To brain : apakah wilder-brain-dan buya hamka Tuhannya sama ? :
To May :
"Tidak Ada Penafsiran secara Harfiah dan secara Rohani" bertentangan dengan tulisan may yg satu lagi "MEMAHAMI FIRMAN ALLAH SECARA HARFIAH"
kok bisa berlainan gitu ya ?
May ::
Sorry baru masuk forum lagi. lagi banyak kerjaan :(
maklum sekarang jadi kuli.
Sedapat Mungkin secara Harfiah
Prinsip pertama adalah menafsirkan dan memahami Alkitab sedapat mungkin secara harfiah. Kita harus memegang erat fakta bahwa ketika Allah memberi ilham kepada manusia untuk menulis Alkitab, Dia menggunakan kata-kata yang sepenuhnya dipahami manusia. Ketika kita mencoba memahami Alkitab hari ini, kita harus memahami pemikiran Allah secara ketat dan akurat secara harfiah. Kita tidak seharusnya berpikir, karena Alkitab diilhamkan Allah maka ia akan melampaui bahasa manusia, dan karenanya terbuka bagi penafsiran rohani. Ini adalah usulan yang berbahaya dari proposisi. Kita harus menafsirkan Alkitab menurut makna harfiah dari tiap kata. Tidak peduli betapa sulit atau betapa tidak pada tempat kelihatannya, kita harus dengan ketat berpegang pada arti harfiahnya. On Knowing the Bible, hal. 53-54
Seseorang harus mempertimbangkan secara hati-hati apakah satu bagian harus ditafsirkan secara harfiah atau rohani. Kita harus sebisa mungkin berpegang erat pada prinsip dan makna harfiahnya. Hanya ketika penafsiran harfiah dari beberapa kata dalam beberapa visi/penglihatan, nubuat, dan perumpamaan menjadi begitu tidak masuk akal dan kelihatannya bodoh, baru kita menafsirkannya secara rohani. On Knowing the Bible, hal. 55
Tidak Ada Penafsiran secara Harfiah dan secara Rohani
dalam Kalimat, Ayat atau Bagian yang Sama
Kita tidak bisa menafsirkan satu kalimat, satu ayat, atau satu bagian Alkitab secara rohani di bagian pertama dan secara harfiah di bagian kedua. Demikian pula sebaliknya. Jika satu bagian ditafsirkan secara rohani, maka ia harus ditafsirkan secara rohani secara tuntas. Jika satu bagian ditafsirkan secara harfiah, ia harus ditafsirkan secara harfiah sampai tuntas. Sebagai contoh, Tuhan Yesus berkata dalam Yohanes 3, “Jika seseorang tidak dilahirkan dari air dan Roh, ia tidak dapat masuk ke dalam Kerajaan Allah.” Banyak pengulas Alkitab menafsirkan air di sini secara rohani, misalnya mengacu kepada firman Allah. Namun, di frase selanjutnya, mereka mengambil Roh secara harfiah, mengacu kepada Roh Kudus. Penafsiran semacam ini salah dan berlawanan dengan prinsip penafsiran Alkitab. Jika seseorang mau menafsirkan Roh di bagian kedua secara harfiah, dia harus menafsirkan air di bagian pertama secara harfiah juga. Jika seseorang menafsirkan air secara rohani, maka dia harus menafsirkan Roh secara rohani juga. Karena seseorang tidak bisa menafsirkan Roh secara rohani, ataupun air secara rohani, maka ia harus ditafsirkan secara harfiah. Ini adalah prinsip yang penting dalam menafsirkan Alkitab. Untuk bagian yang berbeda dalam satu perikop, entah itu semua harus ditafsirkan secara harfiah, atau itu semua harus ditafsirkan secara rohani, mereka tidak bisa ditafsirkan sebagian sebagian.
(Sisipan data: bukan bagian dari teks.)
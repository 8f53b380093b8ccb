//! Request classification.
//!
//! First match wins:
//!
//! 1. non-GET: passed through untouched
//! 2. API prefix: network first
//! 3. static asset, site root or `.html` document: cache first
//! 4. anything else: network first

use super::request::InterceptedRequest;
use reqwest::Method;

const STATIC_EXTENSIONS: &[&str] = &[
    "js", "css", "png", "jpg", "jpeg", "gif", "svg", "woff", "woff2", "ttf", "eot",
];

#[derive(Debug, Clone, Copy, PartialEq, Eq)]
pub enum Strategy {
    PassThrough,
    NetworkFirst,
    CacheFirst,
}

pub fn classify(request: &InterceptedRequest, api_prefix: &str) -> Strategy {
    if request.method != Method::GET {
        return Strategy::PassThrough;
    }

    let path = request.url.path();
    if path.starts_with(api_prefix) {
        return Strategy::NetworkFirst;
    }
    if path == "/" || path.ends_with(".html") || is_static_asset(path) {
        return Strategy::CacheFirst;
    }
    Strategy::NetworkFirst
}

fn is_static_asset(path: &str) -> bool {
    let file = path.rsplit('/').next().unwrap_or(path);
    match file.rsplit_once('.') {
        Some((stem, ext)) if !stem.is_empty() => STATIC_EXTENSIONS.contains(&ext),
        _ => false,
    }
}

#[cfg(test)]
mod tests {
    use super::*;
    use url::Url;

    fn get(path: &str) -> InterceptedRequest {
        InterceptedRequest::get(Url::parse("http://app.local").unwrap().join(path).unwrap())
    }

    #[test]
    fn test_non_get_passes_through() {
        let request = InterceptedRequest::new(
            Method::POST,
            Url::parse("http://app.local/api/brain/sync").unwrap(),
        );
        assert_eq!(classify(&request, "/api/"), Strategy::PassThrough);

        let request =
            InterceptedRequest::new(Method::PUT, Url::parse("http://app.local/app.js").unwrap());
        assert_eq!(classify(&request, "/api/"), Strategy::PassThrough);
    }

    #[test]
    fn test_api_is_network_first() {
        assert_eq!(classify(&get("/api/v1/catalog"), "/api/"), Strategy::NetworkFirst);
        // Even when it looks like an asset
        assert_eq!(classify(&get("/api/export.css"), "/api/"), Strategy::NetworkFirst);
    }

    #[test]
    fn test_static_and_documents_are_cache_first() {
        for path in [
            "/",
            "/index.html",
            "/assets/app.3f9c.js",
            "/style.css",
            "/logo.svg",
            "/fonts/inter.woff2",
            "/fonts/inter.woff",
            "/img/photo.jpeg",
        ] {
            assert_eq!(classify(&get(path), "/api/"), Strategy::CacheFirst, "{}", path);
        }
    }

    #[test]
    fn test_everything_else_is_network_first() {
        for path in ["/manifest.json", "/dashboard", "/script.jsx", "/.css", "/assets/"] {
            assert_eq!(classify(&get(path), "/api/"), Strategy::NetworkFirst, "{}", path);
        }
    }
}
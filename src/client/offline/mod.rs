//! # Offline Queueing
//!
//! Application-facing entry point for work that must survive a lost
//! connection.
//!
//! ## Architecture
//!
//! - **Queue store**: [`QueueStore`] with SQLite and in-memory backends
//! - **Manager**: [`OfflineManager`] saves records and triggers sync passes
//! - **Banner**: [`ConnectivityBanner`] tracks what the user should be told
//!
//! ## Usage
//!
//! ```rust,no_run
//! use procurement_offline::client::offline::{MemoryQueueStore, OfflineManager};
//! use procurement_offline::client::sync::{ConnectivityMonitor, HttpDelivery, SyncCoordinator};
//! use std::sync::Arc;
//!
//! # async fn example() -> Result<(), procurement_offline::shared::StorageError> {
//! let coordinator = SyncCoordinator::new(
//!     Arc::new(MemoryQueueStore::new()),
//!     ConnectivityMonitor::new(false),
//!     Arc::new(HttpDelivery::new("http://127.0.0.1:3000/api/brain/sync")),
//! );
//! let offline = OfflineManager::new(coordinator);
//!
//! let key = offline.enqueue(serde_json::json!({ "sku": "A-1", "qty": 3 })).await?;
//! assert_eq!(offline.pending_count().await?, 1);
//! # let _ = key;
//! # Ok(())
//! # }
//! ```

pub mod banner;
pub mod queue;

pub use banner::{BannerState, ConnectivityBanner};
pub use queue::{MemoryQueueStore, QueueStore};

use crate::client::sync::{SyncCoordinator, SyncStatus};
use crate::shared::error::StorageError;
use serde_json::Value;
use uuid::Uuid;

/// Facade over the queue store and the sync coordinator
#[derive(Debug, Clone)]
pub struct OfflineManager {
    coordinator: SyncCoordinator,
}

impl OfflineManager {
    pub fn new(coordinator: SyncCoordinator) -> Self {
        Self { coordinator }
    }

    pub fn coordinator(&self) -> &SyncCoordinator {
        &self.coordinator
    }

    /// Current connectivity snapshot
    pub fn is_online(&self) -> bool {
        self.coordinator.monitor().is_online()
    }

    /// Queue `payload` under a caller-chosen key
    pub async fn save_offline(&self, key: &str, payload: Value) -> Result<(), StorageError> {
        self.coordinator.store().put(key, payload).await?;
        tracing::debug!(key, "saved offline");
        self.coordinator.refresh_pending_count().await?;
        Ok(())
    }

    /// Queue `payload` under a fresh key and return it
    pub async fn enqueue(&self, payload: Value) -> Result<String, StorageError> {
        let key = Uuid::new_v4().to_string();
        self.save_offline(&key, payload).await?;
        Ok(key)
    }

    /// Payload stored under `key`, synced or not
    pub async fn get_offline(&self, key: &str) -> Result<Option<Value>, StorageError> {
        Ok(self
            .coordinator
            .store()
            .get(key)
            .await?
            .map(|record| record.payload))
    }

    pub async fn pending_count(&self) -> Result<usize, StorageError> {
        self.coordinator.refresh_pending_count().await
    }

    /// Run a sync pass now
    pub async fn sync_now(&self) -> Result<usize, StorageError> {
        self.coordinator.sync_now().await
    }

    pub async fn status(&self) -> SyncStatus {
        self.coordinator.status().await
    }
}
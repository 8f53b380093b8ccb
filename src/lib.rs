//! Procurement Offline - Main Library
//!
//! Offline task-status and sync subsystem of the procurement client.
//!
//! # Overview
//!
//! This library provides:
//! - A durable queue of outbound records that survives restarts
//! - Process-wide connectivity tracking with edge-triggered subscriptions
//! - Sync passes that drain the queue when the network returns
//! - A live, auto-reconnecting status channel per server-side task
//! - A versioned request interceptor with cache-first and network-first
//!   strategies
//!
//! # Module Structure
//!
//! - **`shared`** - Wire frames, queued records, errors, configuration
//! - **`client`** - Queue store, monitor, sync, task status channel
//! - **`interceptor`** - Request interception and response caching
//!
//! # Usage
//!
//! ```rust,no_run
//! use procurement_offline::client::offline::OfflineManager;
//! use procurement_offline::client::sync::{ConnectivityMonitor, HttpDelivery, SyncCoordinator};
//! use procurement_offline::client::{Config, LocalDatabase};
//! use std::sync::Arc;
//!
//! # async fn example() -> Result<(), Box<dyn std::error::Error>> {
//! let config = Config::new();
//! let db = LocalDatabase::open(config.database_path()).await?;
//! let coordinator = SyncCoordinator::new(
//!     Arc::new(db),
//!     ConnectivityMonitor::new(true),
//!     Arc::new(HttpDelivery::from_config(&config)?),
//! );
//! let offline = OfflineManager::new(coordinator);
//! offline.save_offline("order-17", serde_json::json!({ "sku": "A-1", "qty": 3 })).await?;
//! offline.sync_now().await?;
//! # Ok(())
//! # }
//! ```

pub mod client;
pub mod interceptor;
pub mod shared;
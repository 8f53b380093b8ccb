//! # Network Monitor
//!
//! Process-wide connectivity state with edge-triggered subscriptions.
//!
//! ## Features
//!
//! - **Snapshot**: `is_online()` reads the current state without waiting
//! - **Edge-triggered callbacks**: `subscribe` handlers fire once per actual
//!   transition, never on subscribe and never on a repeated event
//! - **Async watch**: `watch()` hands out a `tokio::sync::watch` receiver
//! - **Probing**: [`HttpProbe`] stands in for the browser's `online`/`offline`
//!   events on native targets
//!
//! Only [`ConnectivityMonitor::apply`] changes the state, and it is meant to be
//! called from the platform event source (the probe loop or a test harness).

use async_trait::async_trait;
use std::collections::BTreeMap;
use std::sync::atomic::{AtomicU64, Ordering};
use std::sync::{Arc, Mutex, Weak};
use std::time::Duration;
use tokio::sync::watch;
use tokio::task::JoinHandle;

/// Network event raised by the platform
#[derive(Debug, Clone, Copy, PartialEq, Eq)]
pub enum NetworkEvent {
    Online,
    Offline,
}

type Callback = Arc<dyn Fn() + Send + Sync>;

struct Subscriber {
    on_online: Callback,
    on_offline: Callback,
}

/// Platform reachability primitive consulted at startup and by the probe loop
#[async_trait]
pub trait ReachabilityProbe: Send + Sync {
    async fn is_reachable(&self) -> bool;
}

/// Process-wide connectivity state
pub struct ConnectivityMonitor {
    state: watch::Sender<bool>,
    events: Mutex<()>,
    subscribers: Mutex<BTreeMap<u64, Subscriber>>,
    next_id: AtomicU64,
}

impl std::fmt::Debug for ConnectivityMonitor {
    fn fmt(&self, f: &mut std::fmt::Formatter<'_>) -> std::fmt::Result {
        f.debug_struct("ConnectivityMonitor")
            .field("online", &self.is_online())
            .finish()
    }
}

impl ConnectivityMonitor {
    /// Create a monitor with a known initial state
    pub fn new(online: bool) -> Arc<Self> {
        let (state, _) = watch::channel(online);
        Arc::new(Self {
            state,
            events: Mutex::new(()),
            subscribers: Mutex::new(BTreeMap::new()),
            next_id: AtomicU64::new(1),
        })
    }

    /// Create a monitor initialized from the platform's reachability
    pub async fn init(probe: &dyn ReachabilityProbe) -> Arc<Self> {
        let online = probe.is_reachable().await;
        tracing::info!(online, "connectivity monitor initialized");
        Self::new(online)
    }

    /// Current snapshot
    pub fn is_online(&self) -> bool {
        *self.state.borrow()
    }

    /// Receiver that observes every state change
    pub fn watch(&self) -> watch::Receiver<bool> {
        self.state.subscribe()
    }

    /// Register transition handlers
    ///
    /// The returned [`Subscription`] deregisters both handlers when
    /// `unsubscribe` is called or when it is dropped.
    #[must_use = "dropping the subscription unsubscribes immediately"]
    pub fn subscribe<F, G>(self: &Arc<Self>, on_online: F, on_offline: G) -> Subscription
    where
        F: Fn() + Send + Sync + 'static,
        G: Fn() + Send + Sync + 'static,
    {
        let id = self.next_id.fetch_add(1, Ordering::Relaxed);
        let subscriber = Subscriber {
            on_online: Arc::new(on_online),
            on_offline: Arc::new(on_offline),
        };
        self.lock_subscribers().insert(id, subscriber);
        Subscription {
            monitor: Arc::downgrade(self),
            id,
        }
    }

    /// Number of registered subscriptions
    pub fn subscriber_count(&self) -> usize {
        self.lock_subscribers().len()
    }

    /// Feed a platform event
    ///
    /// Returns true when the event changed the state. Handlers run after the
    /// state is updated, in registration order. Concurrent callers are
    /// serialized, so handlers observe transitions in the order they happened.
    /// Handlers must not call `apply` themselves.
    pub fn apply(&self, event: NetworkEvent) -> bool {
        let _event = self
            .events
            .lock()
            .unwrap_or_else(|poisoned| poisoned.into_inner());
        let online = event == NetworkEvent::Online;
        let changed = self.state.send_if_modified(|current| {
            if *current == online {
                false
            } else {
                *current = online;
                true
            }
        });
        if !changed {
            return false;
        }

        if online {
            tracing::info!("network connectivity restored");
        } else {
            tracing::warn!("network connectivity lost");
        }

        let callbacks: Vec<Callback> = self
            .lock_subscribers()
            .values()
            .map(|s| {
                if online {
                    Arc::clone(&s.on_online)
                } else {
                    Arc::clone(&s.on_offline)
                }
            })
            .collect();
        for callback in callbacks {
            callback();
        }
        true
    }

    fn lock_subscribers(&self) -> std::sync::MutexGuard<'_, BTreeMap<u64, Subscriber>> {
        // A panicking subscriber must not disable the monitor
        self.subscribers
            .lock()
            .unwrap_or_else(|poisoned| poisoned.into_inner())
    }

    fn remove(&self, id: u64) {
        self.lock_subscribers().remove(&id);
    }
}

/// Disposer returned by [`ConnectivityMonitor::subscribe`]
#[derive(Debug)]
pub struct Subscription {
    monitor: Weak<ConnectivityMonitor>,
    id: u64,
}

impl Subscription {
    /// Deregister both handlers; safe to call more than once
    pub fn unsubscribe(&self) {
        if let Some(monitor) = self.monitor.upgrade() {
            monitor.remove(self.id);
        }
    }
}

impl Drop for Subscription {
    fn drop(&mut self) {
        self.unsubscribe();
    }
}

/// Reachability check against the server over HTTP
///
/// Any HTTP response counts as reachable; only transport failures count as
/// offline.
#[derive(Debug, Clone)]
pub struct HttpProbe {
    client: reqwest::Client,
    url: String,
    timeout: Duration,
}

impl HttpProbe {
    pub fn new(url: impl Into<String>, timeout: Duration) -> Self {
        Self {
            client: reqwest::Client::new(),
            url: url.into(),
            timeout,
        }
    }
}

#[async_trait]
impl ReachabilityProbe for HttpProbe {
    async fn is_reachable(&self) -> bool {
        match self
            .client
            .head(&self.url)
            .timeout(self.timeout)
            .send()
            .await
        {
            Ok(_) => true,
            Err(e) => {
                tracing::debug!(url = %self.url, "reachability probe failed: {}", e);
                false
            }
        }
    }
}

/// Poll `probe` every `interval` and feed the result into `monitor`
pub fn spawn_probe_loop(
    monitor: Arc<ConnectivityMonitor>,
    probe: Arc<dyn ReachabilityProbe>,
    interval: Duration,
) -> JoinHandle<()> {
    tokio::spawn(async move {
        let mut ticker = tokio::time::interval(interval);
        ticker.set_missed_tick_behavior(tokio::time::MissedTickBehavior::Delay);
        loop {
            ticker.tick().await;
            let event = if probe.is_reachable().await {
                NetworkEvent::Online
            } else {
                NetworkEvent::Offline
            };
            monitor.apply(event);
        }
    })
}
On Knowing the Bible, hal. 56-57
coba baca pelan2 dan diresapi b ro dick. sedapat mungkin itu kata kuncinya.
tapi itu menurut penulisnya.
Saya sendiri melihat memang rancu. makanya saya menanyakan apakah kitab2 suci itu harus diartikan secara harfiah saja, yang akan menyebabkan kebingungan (krn penempatan kata2 yang tidak pada tempatnya menurut tata bahasa manusia dan atau karena keterbatasan kata), atau ditafsirkan secara rohani (yang berarti bebas tergantung dari tingkat spritual para penafsir) yang kemudian diterjemahkan lagi dalam bahasa yg lebih awam.
tapi itu menyebabkan eksklusifisme pada kitab2 suci itu. :( karena tidak semua orang memiliki kemampuan spiritual yang baik.
sedangkan jika secara harfiah yah tetap saja membingungkan umat awam.